Unfinished – The Story Behind One Of America’s Most Striking Homes – Steel House

 

 

Robert Bruno's Steel House

 

 

 

 

” You first see it, this unlikely vision, shortly after turning onto Canyon View Drive, a gently rolling street lined by the kind of anonymous homes that define American suburbia.

  What is peeking up over the horizon is something decidedly different, however, and soon enough you will come upon it in all its remarkable glory: a four-legged organism of blackened steel perched on a scruffy ridge, its curving forms resolving themselves in a postcard view over the blue waters of a recreational lake. It could easily be something landed from outer space, the kind of house a James Bond villain might occupy, if he were to put down roots in a nondescript residential development 15 minutes from the drowsy heart of downtown Lubbock.

  Inside, there are no aliens and no cinema bad guys. The house itself is unoccupied and has been since 2008, when Robert Bruno, the charismatic if somewhat mysterious sculptor who had made the house his life’s work, died at age 64 after a prolonged battle with colon cancer.
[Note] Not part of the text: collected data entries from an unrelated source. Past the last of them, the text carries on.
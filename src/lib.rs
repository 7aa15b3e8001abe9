// Library surface for headless/integration tests and reuse.
// Keep this lean to avoid coupling to bin-only types in main.rs.
pub mod app;
pub mod app_dirs;
pub mod clock;
pub mod config;
pub mod error;
pub mod keyboard;
pub mod language;
pub mod metrics;
pub mod runtime;
pub mod session;
pub mod timing;
pub mod trace_init;
pub mod ui;
pub mod word_store;
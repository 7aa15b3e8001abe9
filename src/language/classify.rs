use crate::keyboard::{hand_for_key, Hand};

/// The hand that can type every letter of `word` alone, if there is one.
///
/// Empty words and words with a key outside the table belong to no hand.
pub fn is_single_hand_word(word: &str) -> Option<Hand> {
    let mut hands = word.chars().map(hand_for_key);
    let first = hands.next()??;

    hands.all(|h| h == Some(first)).then_some(first)
}

pub fn filter_by_hand<S: AsRef<str>>(words: &[S], hand: Hand) -> Vec<String> {
    words
        .iter()
        .map(AsRef::as_ref)
        .filter(|w| is_single_hand_word(w) == Some(hand))
        .map(str::to_owned)
        .collect()
}

#[cfg(test)]
mod tests {
    use super::*;

    #[test]
    fn test_left_hand_words() {
        for word in ["stare", "Stare", "west", "cafe", "zebra"] {
            assert_eq!(is_single_hand_word(word), Some(Hand::Left), "{word}");
        }
    }

    // "pink" is all right-hand keys on QWERTY; "pint" is the mixed example below
    #[test]
    fn test_right_hand_words() {
        for word in ["lion", "pink", "jumpy", "monopoly"] {
            assert_eq!(is_single_hand_word(word), Some(Hand::Right), "{word}");
        }
    }

    #[test]
    fn test_mixed_words() {
        for word in ["pint", "hello", "typing", "mixed"] {
            assert_eq!(is_single_hand_word(word), None, "{word}");
        }
    }

    #[test]
    fn test_degenerate_words() {
        assert_eq!(is_single_hand_word(""), None);
        assert_eq!(is_single_hand_word("café"), None);
        assert_eq!(is_single_hand_word("we are"), None);
    }

    #[test]
    fn test_filter_by_hand() {
        let words = ["stare", "pint", "lion", "tax", "hello"];

        assert_eq!(filter_by_hand(&words, Hand::Left), vec!["stare", "tax"]);
        assert_eq!(filter_by_hand(&words, Hand::Right), vec!["lion"]);
        assert!(filter_by_hand::<&str>(&[], Hand::Left).is_empty());
    }
}
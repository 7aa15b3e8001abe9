use crate::error::MetricsError;

/// Characters that make up one "word" for speed purposes.
pub const CHARS_PER_WORD: f64 = 5.0;

/// Words per minute for `character_count` keystrokes over `duration_ms`.
pub fn calculate_wpm(character_count: u64, duration_ms: f64) -> Result<u32, MetricsError> {
    // written this way round so NaN is rejected too
    if !(duration_ms > 0.0) {
        return Err(MetricsError::NonPositiveDuration(duration_ms));
    }
    if character_count == 0 {
        return Ok(0);
    }

    let words = character_count as f64 / CHARS_PER_WORD;
    let minutes = duration_ms / 60_000.0;

    Ok((words / minutes).round() as u32)
}

/// Percentage of `total` keystrokes that were not errors, clamped at zero.
pub fn calculate_accuracy(total: u64, errors: u64) -> Result<u32, MetricsError> {
    if total == 0 {
        return Err(MetricsError::ZeroTotal);
    }

    let correct = total as f64 - errors as f64;
    let accuracy = (correct / total as f64 * 100.0).max(0.0);

    Ok(accuracy.round() as u32)
}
  As meticulous as he was capricious, Bruno had built the house with virtually no assistance over the course of some 30 years, designing and modifying it as he went, frequently tearing out portions that no longer pleased him. On an apparent whim, he was known to jettison months of work. It was a process that seemed to take as many steps backward as forward and left friends and neighbors to wonder if he would ever finish. Indeed, after so many decades, they had come to understand that finishing was something that didn’t matter to him.”

 

 

 

Inside The Steel House

 

I wasn’t able to embed the above photo in it’s PTgui format , but if the reader clicks the picture they will be taken to the original article where the above interactive picture may be manipulated in any direction thus providing a breathtaking view of the entire inside of Mr Bruno’s creation … Highly recommended 

 

 

” By the end of his life, the house had grown into a four-legged beast, with three principal levels sprawling over some 2,200 square feet. To enter it from the street, one crossed a short gangplank, as if boarding a ship, which led to an arched doorway fronted by a gate of looping steel. Passing through it, one fully entered Bruno’s world, a multidimensional universe of swooping ribbons of rust-colored steel, with floors shifting up and down, and walls twisting and turning and fusing into themselves. Beckoning one forward into the space was a sunken living room with a lozenge-shaped picture window, its panes divided by curving steel tracery, that looked out dramatically on Lake Ransom Canyon.

  Bruno’s makeshift bedroom, minimally furnished with a bed, a streamlined wooden desk he designed for himself and an antique Chinese cabinet, was set in an adjacent alcove, with a small bathroom to its side. A kitchen and second bedroom, stuffed with junk, could also be found on that main level. A torquing stairwell, with treads of dark olivewood, led to the top floor, an aerie with a long curving window and a patio off to the side, a space that seemed like nothing so much as the bridge of a ship.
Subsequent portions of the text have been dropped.